Manhattan Beach’s Bob Hogan was waterman’s waterman

Bob Hogan founded the Catalina Classic Paddleboard Race in 1955.

Bob Hogan founded the Catalina Classic Paddleboard Race in 1955.

In 1955, Los Angeles County Lifeguard Bob Hogan founded the Catalina Classic Paddleboard Race. The paddlers, all on 13-foot stock boards, started at Two Harbors on Catalina Island and finished 32 miles later at the Manhattan Beach pier. Big wave rider Rick Grigg won the race in 8 hours, 27 minutes. Other, top finishers that year included the now legendary Greg Noll, George Downing and Tom Zahn.
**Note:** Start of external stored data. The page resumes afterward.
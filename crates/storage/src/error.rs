//! Storage errors

use paycore_core::{AccountId, EntryId};
use rust_decimal::Decimal;
use thiserror::Error;

/// Errors raised at the storage boundary.
///
/// `NonPositiveAmount`, `SelfTransfer` and the transition checks fire
/// regardless of what the calling service validated; the store is the
/// last line of defense for every invariant in the data model.
#[derive(Error, Debug, Clone, PartialEq, Eq)]
pub enum StorageError {
    #[error("amount must be strictly positive, got {0}")]
    NonPositiveAmount(Decimal),

    #[error("debit and credit accounts must differ, both were {0}")]
    SelfTransfer(AccountId),

    #[error("{entity} not found: {id}")]
    NotFound { entity: &'static str, id: String },

    #[error("{entity} {id} does not belong to the requesting tenant")]
    TenantMismatch { entity: &'static str, id: String },

    #[error("idempotency key {key:?} was already used with a different payload")]
    IdempotencyConflict { key: String },

    #[error("duplicate {entity} for unique key {key}")]
    UniqueViolation { entity: &'static str, key: String },

    #[error("illegal {entity} transition {from} -> {to}")]
    IllegalTransition {
        entity: &'static str,
        from: String,
        to: String,
    },

    #[error("ledger entry {0} is already reversed")]
    AlreadyReversed(EntryId),

    #[error("{0} rows are append-only")]
    AppendOnly(&'static str),

    #[error("domain event deletes require the session-scoped erase gate")]
    EraseGateClosed,

    #[error("event payload serialization failed: {0}")]
    Serialization(String),
}

pub type StorageResult<T> = Result<T, StorageError>;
Founder Hogan failed to finish.

As his wife Carol recalled, “It was foggy and our escort boat skipper didn’t know how to use his fancy navigation system. After a long time, Bob said he thought we’d gone too far. So he paddled ashore and asked a surf fisherman the name of the beach. He said Playa del Rey and asked Bob where he had come from. Bob told him Catalina. The fisherman didn’t believe him.”

Bob Hogan at the Manhattan Beach pier in early 1950s.
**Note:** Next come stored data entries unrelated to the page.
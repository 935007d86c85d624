//! In-memory relational tables
//!
//! `Tables` holds every row plus the indexes backing the uniqueness
//! constraints. It is cheap-ish to clone: `Store` stages a clone per
//! transaction and swaps it in on commit, so a failed transaction can
//! never leave partial writes behind.

use chrono::{DateTime, Utc};
use paycore_core::{
    AccountId, AccountType, AttemptId, BankAccountId, Currency, EntryId, EventId,
    FundingRequestId, GateEvaluationId, InstructionId, LegalEntityId, LiabilityEventId, Rail,
    ReservationId, ReservationStatus, SettlementEventId, TenantId,
};
use rust_decimal::Decimal;
use std::collections::{HashMap, HashSet};

use crate::rows::*;

#[derive(Debug, Default, Clone)]
pub struct Tables {
    pub(crate) accounts: HashMap<AccountId, LedgerAccountRow>,
    pub(crate) account_index: HashMap<(TenantId, LegalEntityId, AccountType, Currency), AccountId>,

    pub(crate) entries: HashMap<EntryId, LedgerEntryRow>,
    pub(crate) entry_order: Vec<EntryId>,
    pub(crate) entry_idem: HashMap<(TenantId, String), EntryId>,

    pub(crate) reservations: HashMap<ReservationId, ReservationRow>,

    pub(crate) bank_accounts: HashMap<BankAccountId, BankAccountRow>,

    pub(crate) funding_requests: HashMap<FundingRequestId, FundingRequestRow>,
    pub(crate) funding_request_idem: HashMap<(TenantId, String), FundingRequestId>,

    pub(crate) gate_evaluations: HashMap<GateEvaluationId, GateEvaluationRow>,
    pub(crate) gate_idem: HashMap<(TenantId, String), GateEvaluationId>,

    pub(crate) instructions: HashMap<InstructionId, InstructionRow>,
    pub(crate) instruction_idem: HashMap<(TenantId, String), InstructionId>,

    pub(crate) attempts: HashMap<AttemptId, AttemptRow>,
    pub(crate) attempt_provider_key: HashMap<(String, String), AttemptId>,

    pub(crate) settlement_events: HashMap<SettlementEventId, SettlementEventRow>,
    pub(crate) settlement_trace: HashMap<(BankAccountId, String), SettlementEventId>,

    pub(crate) settlement_links: Vec<SettlementLinkRow>,

    pub(crate) liability_events: HashMap<LiabilityEventId, LiabilityEventRow>,
    pub(crate) liability_idem: HashMap<(TenantId, String), LiabilityEventId>,

    pub(crate) return_codes: HashMap<(Rail, String), ReturnCodeRow>,

    pub(crate) domain_events: Vec<StoredEvent>,
    pub(crate) domain_event_ids: HashSet<EventId>,

    pub(crate) subscriptions: HashMap<String, SubscriptionRow>,
}

impl Tables {
    // --- accounts ---

    pub fn account(&self, id: AccountId) -> Option<&LedgerAccountRow> {
        self.accounts.get(&id)
    }

    pub fn find_account(
        &self,
        tenant: TenantId,
        legal_entity: LegalEntityId,
        account_type: AccountType,
        currency: &Currency,
    ) -> Option<&LedgerAccountRow> {
        self.account_index
            .get(&(tenant, legal_entity, account_type, currency.clone()))
            .and_then(|id| self.accounts.get(id))
    }

    // --- ledger entries ---

    pub fn entry(&self, id: EntryId) -> Option<&LedgerEntryRow> {
        self.entries.get(&id)
    }

    pub fn entry_by_idempotency_key(&self, tenant: TenantId, key: &str) -> Option<&LedgerEntryRow> {
        self.entry_idem
            .get(&(tenant, key.to_string()))
            .and_then(|id| self.entries.get(id))
    }

    /// Entries in posting order
    pub fn entries(&self) -> impl Iterator<Item = &LedgerEntryRow> {
        self.entry_order.iter().filter_map(|id| self.entries.get(id))
    }

    pub fn entry_count(&self) -> usize {
        self.entry_order.len()
    }

    /// Balance = sum of credits minus sum of debits, over entries with
    /// `posted_at <= as_of`
    pub fn balance(&self, account: AccountId, as_of: Option<DateTime<Utc>>) -> Decimal {
        let mut total = Decimal::ZERO;
        for entry in self.entries() {
            if let Some(cutoff) = as_of {
                if entry.posted_at > cutoff {
                    continue;
                }
            }
            if entry.credit_account == account {
                total += entry.amount.value();
            }
            if entry.debit_account == account {
                total -= entry.amount.value();
            }
        }
        total
    }

    // --- reservations ---

    pub fn reservation(&self, id: ReservationId) -> Option<&ReservationRow> {
        self.reservations.get(&id)
    }

    /// Sum of active reservations on an account, optionally excluding
    /// holds created for a given source (the pay gate excludes a
    /// batch's own hold when re-deriving availability).
    pub fn active_reservation_sum(
        &self,
        account: AccountId,
        exclude_source: Option<&str>,
    ) -> Decimal {
        self.reservations
            .values()
            .filter(|r| r.account_id == account && r.status == ReservationStatus::Active)
            .filter(|r| exclude_source.map_or(true, |src| r.source_ref != src))
            .map(|r| r.amount.value())
            .sum()
    }

    pub fn reservations_by_source(
        &self,
        tenant: TenantId,
        source_ref: &str,
    ) -> Vec<&ReservationRow> {
        let mut found: Vec<&ReservationRow> = self
            .reservations
            .values()
            .filter(|r| r.tenant_id == tenant && r.source_ref == source_ref)
            .collect();
        found.sort_by_key(|r| (r.created_at, r.id));
        found
    }

    // --- bank accounts ---

    pub fn bank_account(&self, id: BankAccountId) -> Option<&BankAccountRow> {
        self.bank_accounts.get(&id)
    }

    // --- funding requests ---

    pub fn funding_request(&self, id: FundingRequestId) -> Option<&FundingRequestRow> {
        self.funding_requests.get(&id)
    }

    pub fn funding_request_by_idempotency_key(
        &self,
        tenant: TenantId,
        key: &str,
    ) -> Option<&FundingRequestRow> {
        self.funding_request_idem
            .get(&(tenant, key.to_string()))
            .and_then(|id| self.funding_requests.get(id))
    }

    // --- gate evaluations ---

    pub fn gate_evaluation(&self, id: GateEvaluationId) -> Option<&GateEvaluationRow> {
        self.gate_evaluations.get(&id)
    }

    pub fn gate_evaluation_by_idempotency_key(
        &self,
        tenant: TenantId,
        key: &str,
    ) -> Option<&GateEvaluationRow> {
        self.gate_idem
            .get(&(tenant, key.to_string()))
            .and_then(|id| self.gate_evaluations.get(id))
    }

    // --- instructions ---

    pub fn instruction(&self, id: InstructionId) -> Option<&InstructionRow> {
        self.instructions.get(&id)
    }

    pub fn instruction_by_idempotency_key(
        &self,
        tenant: TenantId,
        key: &str,
    ) -> Option<&InstructionRow> {
        self.instruction_idem
            .get(&(tenant, key.to_string()))
            .and_then(|id| self.instructions.get(id))
    }

    pub fn instructions_for_tenant(&self, tenant: TenantId) -> Vec<&InstructionRow> {
        let mut found: Vec<&InstructionRow> = self
            .instructions
            .values()
            .filter(|i| i.tenant_id == tenant)
            .collect();
        found.sort_by_key(|i| (i.created_at, i.id));
        found
    }

    // --- attempts ---

    pub fn attempt(&self, id: AttemptId) -> Option<&AttemptRow> {
        self.attempts.get(&id)
    }

    pub fn attempt_by_provider_key(
        &self,
        provider: &str,
        provider_request_id: &str,
    ) -> Option<&AttemptRow> {
        self.attempt_provider_key
            .get(&(provider.to_string(), provider_request_id.to_string()))
            .and_then(|id| self.attempts.get(id))
    }

    pub fn attempts_for_instruction(&self, instruction: InstructionId) -> Vec<&AttemptRow> {
        let mut found: Vec<&AttemptRow> = self
            .attempts
            .values()
            .filter(|a| a.instruction_id == instruction)
            .collect();
        found.sort_by_key(|a| (a.created_at, a.id));
        found
    }

    pub fn attempt_count(&self) -> usize {
        self.attempts.len()
    }

    // --- settlement events ---

    pub fn settlement_event(&self, id: SettlementEventId) -> Option<&SettlementEventRow> {
        self.settlement_events.get(&id)
    }

    pub fn settlement_by_trace(
        &self,
        bank_account: BankAccountId,
        external_trace_id: &str,
    ) -> Option<&SettlementEventRow> {
        self.settlement_trace
            .get(&(bank_account, external_trace_id.to_string()))
            .and_then(|id| self.settlement_events.get(id))
    }

    pub fn settlement_event_count(&self) -> usize {
        self.settlement_events.len()
    }

    // --- settlement links ---

    pub fn links_for_settlement(&self, settlement: SettlementEventId) -> Vec<&SettlementLinkRow> {
        self.settlement_links
            .iter()
            .filter(|l| l.settlement_event_id == settlement)
            .collect()
    }

    pub fn settlement_link_count(&self) -> usize {
        self.settlement_links.len()
    }

    // --- liability ---

    pub fn liability_event(&self, id: LiabilityEventId) -> Option<&LiabilityEventRow> {
        self.liability_events.get(&id)
    }

    pub fn liability_by_idempotency_key(
        &self,
        tenant: TenantId,
        key: &str,
    ) -> Option<&LiabilityEventRow> {
        self.liability_idem
            .get(&(tenant, key.to_string()))
            .and_then(|id| self.liability_events.get(id))
    }

    pub fn liability_events_for_source(
        &self,
        tenant: TenantId,
        source_type: &str,
        source_id: &str,
    ) -> Vec<&LiabilityEventRow> {
        let mut found: Vec<&LiabilityEventRow> = self
            .liability_events
            .values()
            .filter(|l| {
                l.tenant_id == tenant && l.source_type == source_type && l.source_id == source_id
            })
            .collect();
        found.sort_by_key(|l| (l.created_at, l.id));
        found
    }

    // --- return codes ---

    pub fn return_code(&self, rail: Rail, code: &str) -> Option<&ReturnCodeRow> {
        self.return_codes.get(&(rail, code.to_string()))
    }

    // --- domain events ---

    pub fn domain_events(&self) -> &[StoredEvent] {
        &self.domain_events
    }

    pub fn has_domain_event(&self, id: EventId) -> bool {
        self.domain_event_ids.contains(&id)
    }

    // --- subscriptions ---

    pub fn subscription(&self, name: &str) -> Option<&SubscriptionRow> {
        self.subscriptions.get(name)
    }
}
Bob Hogan at the Manhattan Beach pier in early 1950s.

“I was eight months pregnant with our first child and wanted to go ashore when we reached the Manhattan Beach pier. There was a rope ladder I could have climbed up, but Dwight Crum, the lifeguard captain, said he wasn’t going to let a pregnant woman climb up a rope to his pier. So I had to take the boat back to San Pedro while Bob paddled ashore to join the race celebration,” Carol said.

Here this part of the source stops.